Dataset entries
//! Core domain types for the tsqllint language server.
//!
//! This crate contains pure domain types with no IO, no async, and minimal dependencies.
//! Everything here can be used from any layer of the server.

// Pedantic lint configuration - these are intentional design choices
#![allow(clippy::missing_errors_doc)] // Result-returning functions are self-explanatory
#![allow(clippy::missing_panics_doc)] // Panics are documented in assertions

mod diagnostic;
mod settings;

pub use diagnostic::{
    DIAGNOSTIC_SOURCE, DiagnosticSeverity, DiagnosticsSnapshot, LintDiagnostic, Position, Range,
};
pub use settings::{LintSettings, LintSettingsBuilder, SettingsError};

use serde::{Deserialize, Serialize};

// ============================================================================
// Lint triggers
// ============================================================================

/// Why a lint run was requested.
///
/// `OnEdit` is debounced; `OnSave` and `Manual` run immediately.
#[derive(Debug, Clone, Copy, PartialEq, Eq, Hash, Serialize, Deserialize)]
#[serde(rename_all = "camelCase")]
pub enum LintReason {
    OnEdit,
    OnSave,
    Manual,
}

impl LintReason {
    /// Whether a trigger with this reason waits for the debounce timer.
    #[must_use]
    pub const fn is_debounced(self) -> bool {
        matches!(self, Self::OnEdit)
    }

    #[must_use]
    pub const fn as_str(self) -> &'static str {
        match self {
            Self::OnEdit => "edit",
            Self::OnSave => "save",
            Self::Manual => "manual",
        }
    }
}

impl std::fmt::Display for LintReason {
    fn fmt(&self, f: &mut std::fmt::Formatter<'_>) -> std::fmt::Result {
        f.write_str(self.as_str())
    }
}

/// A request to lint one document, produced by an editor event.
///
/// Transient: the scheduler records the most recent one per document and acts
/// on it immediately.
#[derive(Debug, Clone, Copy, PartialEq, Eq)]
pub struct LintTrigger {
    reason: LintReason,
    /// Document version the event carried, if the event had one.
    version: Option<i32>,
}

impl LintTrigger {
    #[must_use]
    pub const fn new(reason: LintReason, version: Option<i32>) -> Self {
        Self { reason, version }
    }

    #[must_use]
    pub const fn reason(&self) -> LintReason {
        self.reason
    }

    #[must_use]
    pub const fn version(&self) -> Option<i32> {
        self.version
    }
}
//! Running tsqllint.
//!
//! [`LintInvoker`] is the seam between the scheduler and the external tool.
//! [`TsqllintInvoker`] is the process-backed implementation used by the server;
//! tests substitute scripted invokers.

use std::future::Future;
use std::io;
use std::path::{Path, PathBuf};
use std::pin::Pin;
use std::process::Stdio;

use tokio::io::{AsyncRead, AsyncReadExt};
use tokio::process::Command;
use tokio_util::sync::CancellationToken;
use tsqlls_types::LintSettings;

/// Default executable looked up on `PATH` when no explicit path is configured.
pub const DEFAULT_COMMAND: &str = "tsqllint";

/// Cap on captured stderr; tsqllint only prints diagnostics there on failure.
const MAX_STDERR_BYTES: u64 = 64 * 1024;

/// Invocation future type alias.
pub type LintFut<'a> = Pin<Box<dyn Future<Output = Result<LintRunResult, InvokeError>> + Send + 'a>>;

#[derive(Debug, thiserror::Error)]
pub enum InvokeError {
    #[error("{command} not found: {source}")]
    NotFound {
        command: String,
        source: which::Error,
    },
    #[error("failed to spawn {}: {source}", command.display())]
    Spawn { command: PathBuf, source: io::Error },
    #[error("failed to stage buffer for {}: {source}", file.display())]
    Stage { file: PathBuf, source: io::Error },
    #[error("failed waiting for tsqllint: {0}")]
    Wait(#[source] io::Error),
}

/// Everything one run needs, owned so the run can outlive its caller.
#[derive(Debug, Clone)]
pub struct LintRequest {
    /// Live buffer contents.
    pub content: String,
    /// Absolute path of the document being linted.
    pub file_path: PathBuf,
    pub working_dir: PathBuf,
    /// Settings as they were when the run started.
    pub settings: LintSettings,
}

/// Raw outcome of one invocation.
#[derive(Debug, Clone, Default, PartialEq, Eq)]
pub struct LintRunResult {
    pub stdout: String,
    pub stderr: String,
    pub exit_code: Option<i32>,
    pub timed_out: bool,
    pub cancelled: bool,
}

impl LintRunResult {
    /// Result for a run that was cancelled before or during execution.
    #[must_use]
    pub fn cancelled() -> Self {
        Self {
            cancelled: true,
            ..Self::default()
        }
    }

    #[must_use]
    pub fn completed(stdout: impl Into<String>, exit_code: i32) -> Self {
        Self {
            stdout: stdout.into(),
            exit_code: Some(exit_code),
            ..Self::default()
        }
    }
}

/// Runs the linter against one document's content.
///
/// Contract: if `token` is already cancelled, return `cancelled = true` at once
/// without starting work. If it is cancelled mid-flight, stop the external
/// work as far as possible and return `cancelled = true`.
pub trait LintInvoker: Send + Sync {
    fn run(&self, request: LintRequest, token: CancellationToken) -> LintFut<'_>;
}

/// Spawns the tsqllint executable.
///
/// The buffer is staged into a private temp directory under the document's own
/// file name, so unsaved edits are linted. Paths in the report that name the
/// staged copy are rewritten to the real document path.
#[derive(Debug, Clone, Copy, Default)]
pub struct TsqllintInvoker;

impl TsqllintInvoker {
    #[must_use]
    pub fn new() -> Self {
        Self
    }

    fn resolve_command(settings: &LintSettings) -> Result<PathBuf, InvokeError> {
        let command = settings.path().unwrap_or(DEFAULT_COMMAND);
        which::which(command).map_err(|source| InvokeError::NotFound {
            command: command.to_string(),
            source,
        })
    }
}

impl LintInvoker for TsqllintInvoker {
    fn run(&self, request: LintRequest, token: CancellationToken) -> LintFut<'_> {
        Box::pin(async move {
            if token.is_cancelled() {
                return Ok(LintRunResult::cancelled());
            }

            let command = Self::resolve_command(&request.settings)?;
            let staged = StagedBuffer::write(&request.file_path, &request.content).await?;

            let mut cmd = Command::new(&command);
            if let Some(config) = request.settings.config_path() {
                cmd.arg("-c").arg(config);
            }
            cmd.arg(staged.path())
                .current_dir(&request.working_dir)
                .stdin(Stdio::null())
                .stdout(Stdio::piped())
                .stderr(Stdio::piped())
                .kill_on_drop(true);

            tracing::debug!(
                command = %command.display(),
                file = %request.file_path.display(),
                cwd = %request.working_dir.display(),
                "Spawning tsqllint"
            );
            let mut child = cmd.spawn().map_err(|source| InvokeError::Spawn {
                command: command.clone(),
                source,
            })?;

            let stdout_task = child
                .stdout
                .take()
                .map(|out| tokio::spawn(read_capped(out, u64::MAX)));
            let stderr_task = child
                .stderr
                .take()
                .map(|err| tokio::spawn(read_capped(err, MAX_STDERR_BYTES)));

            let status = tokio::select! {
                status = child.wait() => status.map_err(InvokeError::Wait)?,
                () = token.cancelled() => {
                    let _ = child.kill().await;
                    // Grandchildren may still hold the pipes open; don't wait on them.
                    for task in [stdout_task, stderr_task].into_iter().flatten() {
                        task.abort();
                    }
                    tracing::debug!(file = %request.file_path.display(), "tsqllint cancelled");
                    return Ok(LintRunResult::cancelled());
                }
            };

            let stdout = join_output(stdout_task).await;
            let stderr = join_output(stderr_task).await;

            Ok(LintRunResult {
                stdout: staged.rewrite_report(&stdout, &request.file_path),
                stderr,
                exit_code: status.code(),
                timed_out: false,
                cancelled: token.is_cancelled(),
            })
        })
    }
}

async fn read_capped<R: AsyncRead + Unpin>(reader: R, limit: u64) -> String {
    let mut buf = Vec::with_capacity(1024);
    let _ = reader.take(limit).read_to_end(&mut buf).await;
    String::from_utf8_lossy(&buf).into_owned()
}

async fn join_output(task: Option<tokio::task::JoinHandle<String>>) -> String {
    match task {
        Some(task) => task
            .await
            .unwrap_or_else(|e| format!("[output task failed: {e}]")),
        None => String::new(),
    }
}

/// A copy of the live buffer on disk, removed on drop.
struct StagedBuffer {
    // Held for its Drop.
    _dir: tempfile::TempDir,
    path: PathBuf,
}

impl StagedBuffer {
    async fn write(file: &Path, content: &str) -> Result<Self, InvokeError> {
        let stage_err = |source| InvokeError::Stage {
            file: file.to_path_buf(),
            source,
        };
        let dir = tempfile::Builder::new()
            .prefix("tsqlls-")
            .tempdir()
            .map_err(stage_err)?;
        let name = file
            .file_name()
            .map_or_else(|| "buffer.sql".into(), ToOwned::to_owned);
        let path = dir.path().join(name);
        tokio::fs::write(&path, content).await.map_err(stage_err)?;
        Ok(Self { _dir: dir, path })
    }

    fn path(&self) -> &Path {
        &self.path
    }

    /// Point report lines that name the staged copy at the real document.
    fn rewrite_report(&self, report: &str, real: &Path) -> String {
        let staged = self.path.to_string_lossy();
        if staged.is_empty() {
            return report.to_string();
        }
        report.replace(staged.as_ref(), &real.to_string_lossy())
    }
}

■ What the task asks ■
Considering only the data above, return the lines in which "StagedBuffer" occurs.

■ Solution ■
            let staged = StagedBuffer::write(&request.file_path, &request.content).await?;
struct StagedBuffer {
impl StagedBuffer {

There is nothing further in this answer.